━━ MATERIALS PROVIDED ━━
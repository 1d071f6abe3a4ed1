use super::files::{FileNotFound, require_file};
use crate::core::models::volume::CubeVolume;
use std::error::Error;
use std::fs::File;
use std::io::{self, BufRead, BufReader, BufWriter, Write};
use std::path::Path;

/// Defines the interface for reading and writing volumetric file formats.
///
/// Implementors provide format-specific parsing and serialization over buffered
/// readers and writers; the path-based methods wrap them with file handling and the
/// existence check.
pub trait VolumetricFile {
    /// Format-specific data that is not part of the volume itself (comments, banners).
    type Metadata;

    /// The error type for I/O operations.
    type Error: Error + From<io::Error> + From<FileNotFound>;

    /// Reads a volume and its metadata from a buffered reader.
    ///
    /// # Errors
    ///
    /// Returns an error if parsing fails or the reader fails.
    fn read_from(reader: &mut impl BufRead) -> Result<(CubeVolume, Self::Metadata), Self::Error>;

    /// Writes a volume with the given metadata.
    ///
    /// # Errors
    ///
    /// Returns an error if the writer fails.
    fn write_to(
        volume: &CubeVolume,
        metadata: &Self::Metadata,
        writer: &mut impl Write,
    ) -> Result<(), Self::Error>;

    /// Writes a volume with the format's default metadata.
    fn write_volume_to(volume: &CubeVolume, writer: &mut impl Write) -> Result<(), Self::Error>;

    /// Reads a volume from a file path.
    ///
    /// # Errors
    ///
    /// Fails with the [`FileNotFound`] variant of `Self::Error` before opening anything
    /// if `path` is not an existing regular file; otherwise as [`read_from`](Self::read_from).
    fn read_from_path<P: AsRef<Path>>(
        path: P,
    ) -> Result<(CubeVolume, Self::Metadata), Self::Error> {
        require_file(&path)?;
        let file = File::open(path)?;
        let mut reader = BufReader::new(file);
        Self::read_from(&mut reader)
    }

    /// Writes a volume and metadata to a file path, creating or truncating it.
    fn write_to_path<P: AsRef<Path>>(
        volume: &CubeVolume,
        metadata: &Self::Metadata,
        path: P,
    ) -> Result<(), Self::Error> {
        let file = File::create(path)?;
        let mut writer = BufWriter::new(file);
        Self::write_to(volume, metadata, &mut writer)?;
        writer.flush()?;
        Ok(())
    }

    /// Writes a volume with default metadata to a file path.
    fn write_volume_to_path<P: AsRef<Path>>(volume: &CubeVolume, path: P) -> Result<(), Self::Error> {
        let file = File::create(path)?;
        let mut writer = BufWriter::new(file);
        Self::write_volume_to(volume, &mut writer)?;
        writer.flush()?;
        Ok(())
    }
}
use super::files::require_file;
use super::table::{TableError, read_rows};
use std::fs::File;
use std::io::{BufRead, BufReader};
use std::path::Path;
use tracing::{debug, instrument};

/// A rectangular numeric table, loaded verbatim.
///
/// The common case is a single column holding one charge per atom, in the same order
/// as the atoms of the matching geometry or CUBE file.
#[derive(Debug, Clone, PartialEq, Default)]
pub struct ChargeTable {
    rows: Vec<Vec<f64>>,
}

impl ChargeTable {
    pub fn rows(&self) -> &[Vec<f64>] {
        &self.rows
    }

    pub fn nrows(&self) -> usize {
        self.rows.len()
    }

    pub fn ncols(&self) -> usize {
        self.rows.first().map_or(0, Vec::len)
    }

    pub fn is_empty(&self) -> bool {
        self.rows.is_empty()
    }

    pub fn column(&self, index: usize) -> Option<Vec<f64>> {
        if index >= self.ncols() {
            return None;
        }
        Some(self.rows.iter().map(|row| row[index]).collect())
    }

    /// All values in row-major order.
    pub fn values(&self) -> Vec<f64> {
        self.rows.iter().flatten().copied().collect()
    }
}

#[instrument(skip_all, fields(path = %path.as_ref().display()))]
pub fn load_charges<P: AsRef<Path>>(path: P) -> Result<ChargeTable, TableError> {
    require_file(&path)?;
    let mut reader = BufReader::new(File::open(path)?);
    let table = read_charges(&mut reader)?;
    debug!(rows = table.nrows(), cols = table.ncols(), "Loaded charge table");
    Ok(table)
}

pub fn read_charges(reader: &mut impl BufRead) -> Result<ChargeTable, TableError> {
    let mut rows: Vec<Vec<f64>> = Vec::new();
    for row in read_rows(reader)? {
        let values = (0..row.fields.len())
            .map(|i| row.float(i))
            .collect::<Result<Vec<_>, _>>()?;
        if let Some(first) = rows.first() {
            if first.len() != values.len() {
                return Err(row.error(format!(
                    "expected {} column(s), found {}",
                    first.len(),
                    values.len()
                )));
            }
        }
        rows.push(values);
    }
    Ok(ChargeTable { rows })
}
━━━
━━ MATERIALS PROVIDED ━━
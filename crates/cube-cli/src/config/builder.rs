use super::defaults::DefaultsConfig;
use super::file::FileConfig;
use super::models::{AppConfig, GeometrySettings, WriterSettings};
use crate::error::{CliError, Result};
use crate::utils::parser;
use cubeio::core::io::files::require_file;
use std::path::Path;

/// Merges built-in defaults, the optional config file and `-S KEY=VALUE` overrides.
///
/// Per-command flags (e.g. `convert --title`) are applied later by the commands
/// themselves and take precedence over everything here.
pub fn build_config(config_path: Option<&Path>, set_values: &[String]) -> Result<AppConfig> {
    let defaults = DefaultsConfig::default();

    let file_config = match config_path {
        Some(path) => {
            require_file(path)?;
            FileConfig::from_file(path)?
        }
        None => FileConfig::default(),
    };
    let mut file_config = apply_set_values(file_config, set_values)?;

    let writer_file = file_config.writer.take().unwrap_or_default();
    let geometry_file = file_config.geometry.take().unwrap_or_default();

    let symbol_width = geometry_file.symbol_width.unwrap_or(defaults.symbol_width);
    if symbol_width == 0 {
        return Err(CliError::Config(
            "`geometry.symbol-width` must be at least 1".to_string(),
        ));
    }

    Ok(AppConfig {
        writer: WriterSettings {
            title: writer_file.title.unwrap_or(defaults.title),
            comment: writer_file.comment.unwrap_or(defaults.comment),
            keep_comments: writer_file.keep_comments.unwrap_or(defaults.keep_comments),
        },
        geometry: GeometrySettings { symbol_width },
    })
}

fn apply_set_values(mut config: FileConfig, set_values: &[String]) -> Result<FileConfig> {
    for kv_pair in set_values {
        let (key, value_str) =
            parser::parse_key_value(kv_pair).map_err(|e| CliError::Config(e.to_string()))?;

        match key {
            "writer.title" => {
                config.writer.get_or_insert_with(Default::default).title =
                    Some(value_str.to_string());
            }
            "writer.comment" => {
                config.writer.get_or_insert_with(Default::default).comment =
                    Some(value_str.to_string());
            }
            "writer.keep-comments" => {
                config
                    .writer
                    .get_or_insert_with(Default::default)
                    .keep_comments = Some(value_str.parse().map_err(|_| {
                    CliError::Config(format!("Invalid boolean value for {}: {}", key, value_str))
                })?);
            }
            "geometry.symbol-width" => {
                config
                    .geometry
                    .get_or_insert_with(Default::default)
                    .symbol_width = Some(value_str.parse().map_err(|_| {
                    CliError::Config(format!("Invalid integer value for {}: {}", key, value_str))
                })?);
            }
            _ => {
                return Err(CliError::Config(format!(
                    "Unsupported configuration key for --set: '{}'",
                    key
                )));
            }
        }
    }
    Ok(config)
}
━━━
━━ MATERIALS PROVIDED ━━
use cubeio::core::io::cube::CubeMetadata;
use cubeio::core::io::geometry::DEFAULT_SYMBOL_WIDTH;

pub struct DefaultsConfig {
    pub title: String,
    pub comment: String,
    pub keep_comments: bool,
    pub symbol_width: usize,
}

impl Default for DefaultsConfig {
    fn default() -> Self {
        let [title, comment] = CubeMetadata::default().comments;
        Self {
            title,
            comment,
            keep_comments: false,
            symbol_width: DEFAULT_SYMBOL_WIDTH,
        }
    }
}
━━━
◆ WORK ITEM ◆
Read the entries above, then pull out the lines that include "buffered".

◆ SOLUTION ◆
/// Implementors provide format-specific parsing and serialization over buffered
    /// Reads a volume and its metadata from a buffered reader.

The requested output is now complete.